* What you will do: Keep only those lines of the records that include the string "Instant".

* Dataset content:
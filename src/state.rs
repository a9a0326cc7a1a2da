//! Application state management for the server.
//!
//! This module defines the shared application state that is passed
//! to HTTP handlers, the admission middleware and the background workers.

use prometheus::Registry;
use std::convert::Infallible;
use std::sync::Arc;
use std::time::Instant;
use storefront_perf::interceptor::CacheStage;
use storefront_perf::{
    Clock, HealthMonitor, Housekeeper, Interceptor, LatencyRecorder, ProcMetricsSource,
    SlidingWindowLimiter, TtlCache,
};
use tracing::debug;

use crate::config::Config;
use crate::metrics::PerfMetrics;

/// Type alias for shared application state.
pub type SharedState = Arc<AppState>;

/// Global application state shared across requests and background tasks.
pub struct AppState {
    pub registry: Registry,
    pub metrics: PerfMetrics,
    pub config: Arc<Config>,
    /// Rendered responses of cacheable operations.
    pub cache: Arc<TtlCache<String>>,
    /// `None` when rate limiting is disabled.
    pub limiter: Option<Arc<SlidingWindowLimiter>>,
    pub recorder: Arc<LatencyRecorder>,
    pub monitor: Arc<HealthMonitor>,
    /// Cache stage wrapped around response rendering.
    pub responses: Interceptor<String, Infallible>,
    pub housekeeper: Housekeeper<String>,
    /// Server start time for uptime calculation.
    pub start_time: Instant,
}

impl AppState {
    /// Builds every component from the effective configuration.
    pub fn build(
        config: Config,
        clock: Arc<dyn Clock>,
    ) -> Result<Self, Box<dyn std::error::Error>> {
        let registry = Registry::new();
        let metrics = PerfMetrics::new(&registry)?;
        debug!("Prometheus registry initialized");

        let cache = Arc::new(TtlCache::new(config.default_ttl(), clock.clone()));
        let limiter = config
            .enable_rate_limit
            .unwrap_or(true)
            .then(|| {
                Arc::new(SlidingWindowLimiter::new(
                    config.rate_limit_policy(),
                    clock.clone(),
                ))
            });
        let recorder = Arc::new(LatencyRecorder::new(
            config
                .latency_max_samples
                .unwrap_or(storefront_perf::latency::DEFAULT_MAX_SAMPLES),
            clock,
        ));

        let source = ProcMetricsSource::new(config.cpu_sample());
        let monitor = Arc::new(HealthMonitor::new(
            config.monitor_config(),
            Box::new(source),
        ));

        let mut responses = Interceptor::new();
        if config.enable_cache.unwrap_or(true) {
            responses = responses.with_stage(CacheStage::new(cache.clone(), config.cache_policy()));
        }

        let housekeeper = Housekeeper::new(Some(cache.clone()), limiter.clone());

        Ok(Self {
            registry,
            metrics,
            config: Arc::new(config),
            cache,
            limiter,
            recorder,
            monitor,
            responses,
            housekeeper,
            start_time: Instant::now(),
        })
    }

    /// Renders a response through the cache stage.
    pub fn cached_response(
        &self,
        operation: &str,
        client: &str,
        arguments_key: &str,
        render: impl FnOnce() -> String,
    ) -> String {
        match self
            .responses
            .call(operation, client, arguments_key, || Ok(render()))
        {
            Ok(body) => body,
            Err(e) => match e.into_operation() {
                Some(never) => match never {},
                // The response chain holds no rate-limit stage.
                None => String::new(),
            },
        }
    }
}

* Answer to the exercise:
use std::time::Instant;
    pub start_time: Instant,
            start_time: Instant::now(),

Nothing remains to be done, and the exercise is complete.